(Collected data entries)

//! Bounded retry policy for idempotent upstream GETs.

use std::time::Duration;

use crate::http_client::{HttpError, HttpErrorKind};

/// Delay schedule between attempts.
#[derive(Debug, Clone, Copy, PartialEq)]
pub enum Backoff {
    Fixed {
        delay: Duration,
    },
    /// `base * factor^attempt`, capped at `max`, optionally jittered by +/- 50%.
    Exponential {
        base: Duration,
        factor: f64,
        max: Duration,
        jitter: bool,
    },
}

impl Default for Backoff {
    fn default() -> Self {
        Self::Exponential {
            base: Duration::from_millis(200),
            factor: 2.0,
            max: Duration::from_secs(3),
            jitter: true,
        }
    }
}

impl Backoff {
    /// Delay before retry number `attempt` (0-based).
    pub fn delay(self, attempt: u32) -> Duration {
        match self {
            Self::Fixed { delay } => delay,
            Self::Exponential {
                base,
                factor,
                max,
                jitter,
            } => {
                let exponent = i32::try_from(attempt).unwrap_or(i32::MAX);
                let seconds = (base.as_secs_f64() * factor.powi(exponent)).min(max.as_secs_f64());
                let delay = Duration::from_secs_f64(seconds);
                if jitter {
                    jittered(delay)
                } else {
                    delay
                }
            }
        }
    }
}

fn jittered(delay: Duration) -> Duration {
    let millis = u64::try_from(delay.as_millis()).unwrap_or(u64::MAX);
    let spread = millis / 2;
    let offset = fastrand::u64(0..=spread.saturating_mul(2));
    Duration::from_millis((millis - spread).saturating_add(offset))
}

#[derive(Debug, Clone)]
pub struct RetryConfig {
    pub enabled: bool,
    /// Retries after the first attempt; total attempts = `max_retries + 1`.
    pub max_retries: u32,
    pub backoff: Backoff,
    pub retry_on_status: Vec<u16>,
    pub retry_on_timeout: bool,
    pub retry_on_connect: bool,
}

impl Default for RetryConfig {
    fn default() -> Self {
        Self {
            enabled: true,
            max_retries: 3,
            backoff: Backoff::default(),
            retry_on_status: vec![408, 429, 500, 502, 503, 504],
            retry_on_timeout: true,
            retry_on_connect: true,
        }
    }
}

impl RetryConfig {
    pub fn exponential(max_retries: u32) -> Self {
        Self {
            max_retries,
            ..Self::default()
        }
    }

    pub fn fixed(delay: Duration, max_retries: u32) -> Self {
        Self {
            max_retries,
            backoff: Backoff::Fixed { delay },
            ..Self::default()
        }
    }

    pub fn no_retry() -> Self {
        Self {
            enabled: false,
            max_retries: 0,
            ..Self::default()
        }
    }

    /// Attempts the policy allows in total, including the first.
    pub fn max_attempts(&self) -> u32 {
        if self.enabled {
            self.max_retries.saturating_add(1)
        } else {
            1
        }
    }

    pub fn should_retry_status(&self, status: u16) -> bool {
        self.enabled && self.retry_on_status.contains(&status)
    }

    pub fn should_retry_error(&self, error: &HttpError) -> bool {
        if !self.enabled || !error.retryable() {
            return false;
        }
        match error.kind() {
            HttpErrorKind::Timeout => self.retry_on_timeout,
            HttpErrorKind::Connect => self.retry_on_connect,
            HttpErrorKind::Other => true,
        }
    }

    pub fn delay_for_attempt(&self, attempt: u32) -> Duration {
        self.backoff.delay(attempt)
    }
}

#[cfg(test)]
mod tests {
    use super::*;

    fn without_jitter() -> Backoff {
        Backoff::Exponential {
            base: Duration::from_millis(200),
            factor: 2.0,
            max: Duration::from_secs(3),
            jitter: false,
        }
    }

    #[test]
    fn exponential_backoff_doubles_until_cap() {
        let backoff = without_jitter();

        assert_eq!(backoff.delay(0), Duration::from_millis(200));
        assert_eq!(backoff.delay(1), Duration::from_millis(400));
        assert_eq!(backoff.delay(2), Duration::from_millis(800));
        assert_eq!(backoff.delay(3), Duration::from_millis(1_600));
        assert_eq!(backoff.delay(4), Duration::from_secs(3));
        assert_eq!(backoff.delay(40), Duration::from_secs(3));
    }

    #[test]
    fn jitter_stays_within_half_of_the_delay() {
        let backoff = Backoff::default();
        for _ in 0..20 {
            let delay = backoff.delay(1).as_millis();
            assert!((200..=600).contains(&delay), "delay_ms={delay}");
        }
    }

    #[test]
    fn fixed_backoff_ignores_attempt() {
        let config = RetryConfig::fixed(Duration::from_millis(50), 2);
        assert_eq!(config.delay_for_attempt(0), Duration::from_millis(50));
        assert_eq!(config.delay_for_attempt(7), Duration::from_millis(50));
        assert_eq!(config.max_attempts(), 3);
    }

    #[test]
    fn default_policy_retries_transient_statuses() {
        let config = RetryConfig::default();

        assert_eq!(config.max_retries, 3);
        assert_eq!(config.max_attempts(), 4);
        for status in [408, 429, 500, 502, 503, 504] {
            assert!(config.should_retry_status(status), "status={status}");
        }
        for status in [400, 401, 403, 404] {
            assert!(!config.should_retry_status(status), "status={status}");
        }
    }

    #[test]
    fn transport_errors_follow_flags() {
        let config = RetryConfig {
            retry_on_timeout: false,
            ..RetryConfig::default()
        };

        assert!(!config.should_retry_error(&HttpError::timeout("slow")));
        assert!(config.should_retry_error(&HttpError::connect("refused")));
        assert!(!config.should_retry_error(&HttpError::non_retryable("bad url")));
    }

    #[test]
    fn disabled_policy_never_retries() {
        let config = RetryConfig::no_retry();

        assert_eq!(config.max_attempts(), 1);
        assert!(!config.should_retry_status(503));
        assert!(!config.should_retry_error(&HttpError::new("reset")));
    }
}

__What the task requires__
Transcribe every record above word for word.

__Response to the task__
//! Bounded retry policy for idempotent upstream GETs.

use std::time::Duration;

use crate::http_client::{HttpError, HttpErrorKind};

/// Delay schedule between attempts.
#[derive(Debug, Clone, Copy, PartialEq)]
pub enum Backoff {
    Fixed {
        delay: Duration,
    },
    /// `base * factor^attempt`, capped at `max`, optionally jittered by +/- 50%.
    Exponential {
        base: Duration,
        factor: f64,
        max: Duration,
        jitter: bool,
    },
}

impl Default for Backoff {
    fn default() -> Self {
        Self::Exponential {
            base: Duration::from_millis(200),
            factor: 2.0,
            max: Duration::from_secs(3),
            jitter: true,
        }
    }
}

impl Backoff {
    /// Delay before retry number `attempt` (0-based).
    pub fn delay(self, attempt: u32) -> Duration {
        match self {
            Self::Fixed { delay } => delay,
            Self::Exponential {
                base,
                factor,
                max,
                jitter,
            } => {
                let exponent = i32::try_from(attempt).unwrap_or(i32::MAX);
                let seconds = (base.as_secs_f64() * factor.powi(exponent)).min(max.as_secs_f64());
                let delay = Duration::from_secs_f64(seconds);
                if jitter {
                    jittered(delay)
                } else {
                    delay
                }
            }
        }
    }
}

fn jittered(delay: Duration) -> Duration {
    let millis = u64::try_from(delay.as_millis()).unwrap_or(u64::MAX);
    let spread = millis / 2;
    let offset = fastrand::u64(0..=spread.saturating_mul(2));
    Duration::from_millis((millis - spread).saturating_add(offset))
}

#[derive(Debug, Clone)]
pub struct RetryConfig {
    pub enabled: bool,
    /// Retries after the first attempt; total attempts = `max_retries + 1`.
    pub max_retries: u32,
    pub backoff: Backoff,
    pub retry_on_status: Vec<u16>,
    pub retry_on_timeout: bool,
    pub retry_on_connect: bool,
}

impl Default for RetryConfig {
    fn default() -> Self {
        Self {
            enabled: true,
            max_retries: 3,
            backoff: Backoff::default(),
            retry_on_status: vec![408, 429, 500, 502, 503, 504],
            retry_on_timeout: true,
            retry_on_connect: true,
        }
    }
}

impl RetryConfig {
    pub fn exponential(max_retries: u32) -> Self {
        Self {
            max_retries,
            ..Self::default()
        }
    }

    pub fn fixed(delay: Duration, max_retries: u32) -> Self {
        Self {
            max_retries,
            backoff: Backoff::Fixed { delay },
            ..Self::default()
        }
    }

    pub fn no_retry() -> Self {
        Self {
            enabled: false,
            max_retries: 0,
            ..Self::default()
        }
    }

    /// Attempts the policy allows in total, including the first.
    pub fn max_attempts(&self) -> u32 {
        if self.enabled {
            self.max_retries.saturating_add(1)
        } else {
            1
        }
    }

    pub fn should_retry_status(&self, status: u16) -> bool {
        self.enabled && self.retry_on_status.contains(&status)
    }

    pub fn should_retry_error(&self, error: &HttpError) -> bool {
        if !self.enabled || !error.retryable() {
            return false;
        }
        match error.kind() {
            HttpErrorKind::Timeout => self.retry_on_timeout,
            HttpErrorKind::Connect => self.retry_on_connect,
            HttpErrorKind::Other => true,
        }
    }

    pub fn delay_for_attempt(&self, attempt: u32) -> Duration {
        self.backoff.delay(attempt)
    }
}

#[cfg(test)]
mod tests {
    use super::*;

    fn without_jitter() -> Backoff {
        Backoff::Exponential {
            base: Duration::from_millis(200),
            factor: 2.0,
            max: Duration::from_secs(3),
            jitter: false,
        }
    }

    #[test]
    fn exponential_backoff_doubles_until_cap() {
        let backoff = without_jitter();

        assert_eq!(backoff.delay(0), Duration::from_millis(200));
        assert_eq!(backoff.delay(1), Duration::from_millis(400));
        assert_eq!(backoff.delay(2), Duration::from_millis(800));
        assert_eq!(backoff.delay(3), Duration::from_millis(1_600));
        assert_eq!(backoff.delay(4), Duration::from_secs(3));
        assert_eq!(backoff.delay(40), Duration::from_secs(3));
    }

    #[test]
    fn jitter_stays_within_half_of_the_delay() {
        let backoff = Backoff::default();
        for _ in 0..20 {
            let delay = backoff.delay(1).as_millis();
            assert!((200..=600).contains(&delay), "delay_ms={delay}");
        }
    }

    #[test]
    fn fixed_backoff_ignores_attempt() {
        let config = RetryConfig::fixed(Duration::from_millis(50), 2);
        assert_eq!(config.delay_for_attempt(0), Duration::from_millis(50));
        assert_eq!(config.delay_for_attempt(7), Duration::from_millis(50));
        assert_eq!(config.max_attempts(), 3);
    }

    #[test]
    fn default_policy_retries_transient_statuses() {
        let config = RetryConfig::default();

        assert_eq!(config.max_retries, 3);
        assert_eq!(config.max_attempts(), 4);
        for status in [408, 429, 500, 502, 503, 504] {
            assert!(config.should_retry_status(status), "status={status}");
        }
        for status in [400, 401, 403, 404] {
            assert!(!config.should_retry_status(status), "status={status}");
        }
    }

    #[test]
    fn transport_errors_follow_flags() {
        let config = RetryConfig {
            retry_on_timeout: false,
            ..RetryConfig::default()
        };

        assert!(!config.should_retry_error(&HttpError::timeout("slow")));
        assert!(config.should_retry_error(&HttpError::connect("refused")));
        assert!(!config.should_retry_error(&HttpError::non_retryable("bad url")));
    }

    #[test]
    fn disabled_policy_never_retries() {
        let config = RetryConfig::no_retry();

        assert_eq!(config.max_attempts(), 1);
        assert!(!config.should_retry_status(503));
        assert!(!config.should_retry_error(&HttpError::new("reset")));
    }
}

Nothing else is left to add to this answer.